Steinmetz pushed aside the enquiring muzzle.

“If you could speak, my friend,” he said, “we might want you. As it is, you had better continue your meal.”

Paul was unbuttoning the dead man’s clothes. He inserted his hand within the rough shirt.

“This man,” he said, “was starving. He probably fainted from sheer exhaustion and rolled out of the saddle. It is hunger that killed him.”

“With his pocket full of money,” added Steinmetz, withdrawing his hand from the dead man’s pocket and displaying a bundle of notes and some silver.

There was nothing in any of the other pockets—no paper, no clue of any sort to the man’s identity.
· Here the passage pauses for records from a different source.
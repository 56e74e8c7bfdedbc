use super::payment::{Amount, Identity, PaymentToken, Settlement};
use serde::{Deserialize, Serialize};

/// What the gateway needs to start a charge.
#[derive(Debug, Clone, PartialEq)]
pub struct ChargeRequest {
    pub token: PaymentToken,
    pub identity: Identity,
    pub amount: Amount,
    pub method: String,
}

/// The provider's own reference for an accepted charge.
#[derive(Debug, Clone, PartialEq, Eq, Serialize, Deserialize)]
#[serde(transparent)]
pub struct ProviderRef(pub String);

/// Status reported by the provider for a charge.
#[derive(Debug, Clone, PartialEq, Eq)]
pub enum ProviderStatus {
    Succeeded,
    Failed(String),
    /// Anything the provider reports that is not final yet (`processing`, ...).
    InProgress(String),
}

impl ProviderStatus {
    /// Maps a provider status string onto the lifecycle.
    pub fn parse(raw: &str) -> Self {
        let normalized = raw.trim().to_ascii_lowercase();
        match normalized.as_str() {
            "completed" | "success" | "successful" | "succeeded" | "paid" => {
                ProviderStatus::Succeeded
            }
            "failed" | "failure" | "cancelled" | "canceled" | "rejected" | "declined"
            | "expired" => ProviderStatus::Failed(normalized),
            _ => ProviderStatus::InProgress(normalized),
        }
    }

    /// The terminal outcome this status implies, if any.
    pub fn settlement(&self) -> Option<Settlement> {
        match self {
            ProviderStatus::Succeeded => Some(Settlement::Completed),
            ProviderStatus::Failed(status) => Some(Settlement::Failed {
                reason: format!("provider reported {status}"),
            }),
            ProviderStatus::InProgress(_) => None,
        }
    }
}

/// A confirmation signal extracted from a webhook delivery.
#[derive(Debug, Clone, PartialEq, Eq)]
pub struct ConfirmationEvent {
    pub token: PaymentToken,
    pub status: ProviderStatus,
}
pub mod application;
pub mod config;
pub mod domain;
pub mod error;
pub mod infrastructure;
pub mod interfaces;
use super::parse_webhook_payload;
use crate::domain::gateway::{ChargeRequest, ConfirmationEvent, ProviderRef};
use crate::domain::payment::PaymentToken;
use crate::domain::ports::PaymentGateway;
use crate::error::{PaymentError, Result};
use async_trait::async_trait;
use serde::Serialize;
use std::time::Duration;

const C2B_PAYMENT_PATH: &str = "/payments/c2b";
const TEST_PATH: &str = "/test";

/// Connection settings for the e2Payments API.
#[derive(Debug, Clone)]
pub struct E2PaymentsConfig {
    pub base_url: String,
    pub api_key: String,
    pub timeout: Duration,
}

#[derive(Debug, Serialize)]
#[serde(rename_all = "camelCase")]
struct C2bPaymentBody<'a> {
    #[serde(with = "rust_decimal::serde::float")]
    amount: rust_decimal::Decimal,
    phone_number: &'a str,
    payment_method: &'a str,
    /// Echoed back by the provider as the webhook `reference`.
    reference: &'a str,
}

/// Customer-to-business charges against the e2Payments HTTP API.
pub struct E2PaymentsGateway {
    config: E2PaymentsConfig,
    http_client: reqwest::Client,
}

impl E2PaymentsGateway {
    pub fn new(config: E2PaymentsConfig) -> Result<Self> {
        let http_client = reqwest::Client::builder()
            .timeout(config.timeout)
            .build()
            .map_err(|e| PaymentError::ConfigError(format!("HTTP client: {}", e)))?;
        Ok(Self {
            config,
            http_client,
        })
    }

    fn url(&self, path: &str) -> String {
        format!("{}{}", self.config.base_url.trim_end_matches('/'), path)
    }
}

/// The provider's own id is informational; correlation uses our token, which
/// also stands in when the response carries no id.
fn provider_ref(data: &serde_json::Value, token: &PaymentToken) -> ProviderRef {
    let id = ["id", "transactionId", "reference"]
        .iter()
        .find_map(|key| data.get(*key).and_then(|v| v.as_str()))
        .unwrap_or(token.as_str());
    ProviderRef(id.to_string())
}

#[async_trait]
impl PaymentGateway for E2PaymentsGateway {
    async fn charge(&self, request: &ChargeRequest) -> Result<ProviderRef> {
        let body = C2bPaymentBody {
            amount: request.amount.value(),
            phone_number: request.identity.as_str(),
            payment_method: &request.method,
            reference: request.token.as_str(),
        };

        let response = self
            .http_client
            .post(self.url(C2B_PAYMENT_PATH))
            .bearer_auth(&self.config.api_key)
            .json(&body)
            .send()
            .await
            .map_err(|e| PaymentError::GatewayError(e.to_string()))?;

        let status = response.status();
        if !status.is_success() {
            let error_text = response.text().await.unwrap_or_default();
            tracing::error!(%status, error = %error_text, "e2Payments charge rejected");
            return Err(PaymentError::GatewayError(format!(
                "e2Payments returned {}: {}",
                status, error_text
            )));
        }

        let data = match response.json::<serde_json::Value>().await {
            Ok(data) => data,
            Err(e) => {
                tracing::debug!(
                    token = %request.token,
                    error = %e,
                    "e2Payments accepted the charge but its response body did not decode"
                );
                serde_json::Value::Null
            }
        };
        Ok(provider_ref(&data, &request.token))
    }

    fn verify_webhook(&self, payload: &[u8]) -> Result<ConfirmationEvent> {
        // TODO: verify the provider signature header once e2Payments documents its scheme.
        parse_webhook_payload(payload)
    }

    async fn probe(&self) -> Result<()> {
        let response = self
            .http_client
            .post(self.url(TEST_PATH))
            .bearer_auth(&self.config.api_key)
            .send()
            .await
            .map_err(|e| PaymentError::GatewayError(e.to_string()))?;

        if response.status().is_success() {
            Ok(())
        } else {
            Err(PaymentError::GatewayError(format!(
                "connectivity probe returned {}",
                response.status()
            )))
        }
    }
}

#[cfg(test)]
mod tests {
    use super::*;
    use crate::domain::payment::{Amount, Identity};
    use rust_decimal_macros::dec;

    fn gateway(base_url: &str) -> E2PaymentsGateway {
        E2PaymentsGateway::new(E2PaymentsConfig {
            base_url: base_url.to_string(),
            api_key: "test-key".to_string(),
            timeout: Duration::from_millis(500),
        })
        .unwrap()
    }

    #[test]
    fn test_url_joins_without_double_slash() {
        let gateway = gateway("http://localhost:8000/v1/");
        assert_eq!(
            gateway.url(C2B_PAYMENT_PATH),
            "http://localhost:8000/v1/payments/c2b"
        );
    }

    #[test]
    fn test_charge_body_uses_provider_field_names() {
        let body = C2bPaymentBody {
            amount: dec!(50.00),
            phone_number: "2550001",
            payment_method: "mpesa",
            reference: "tok",
        };
        let json = serde_json::to_value(&body).unwrap();
        assert_eq!(json["amount"], 50.0);
        assert_eq!(json["phoneNumber"], "2550001");
        assert_eq!(json["paymentMethod"], "mpesa");
        assert_eq!(json["reference"], "tok");
    }

    #[test]
    fn test_provider_ref_falls_back_to_token() {
        let token = PaymentToken::from("tok-1");
        assert_eq!(
            provider_ref(&serde_json::json!({"transactionId": "tx-9"}), &token),
            ProviderRef("tx-9".to_string())
        );
        assert_eq!(
            provider_ref(&serde_json::json!({"id": 42}), &token),
            ProviderRef("tok-1".to_string())
        );
        assert_eq!(
            provider_ref(&serde_json::Value::Null, &token),
            ProviderRef("tok-1".to_string())
        );
    }

    #[tokio::test]
    async fn test_unreachable_gateway_is_gateway_error() {
        // Port 9 (discard) on localhost is not expected to run an HTTP server.
        let gateway = gateway("http://127.0.0.1:9");
        let request = ChargeRequest {
            token: PaymentToken::generate(),
            identity: Identity::parse("2550001").unwrap(),
            amount: Amount::new(dec!(50.00)).unwrap(),
            method: "mpesa".to_string(),
        };

        let result = gateway.charge(&request).await;
        assert!(matches!(result, Err(PaymentError::GatewayError(_))));
        assert!(matches!(
            gateway.probe().await,
            Err(PaymentError::GatewayError(_))
        ));
    }
}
The two finders of this silent tragedy stood up and looked around them. It was almost dark. They were ten miles from a habitation. It does not sound much; but a traveller would be hard put to place ten miles between himself and a habitation in the whole of the British Islands. This, added to a lack of road or path which is unknown to us in England, made ten miles of some importance.

Steinmetz had pushed his fur cap to the back of his head, which he was scratching pensively. He had a habit of scratching his forehead with one finger, which denoted thought.

“Now, what are we to do?” he muttered. “Can’t bury the poor chap and say nothing about it. I wonder where his passport is? We have here a tragedy.”

He turned to the horse, which was grazing hurriedly.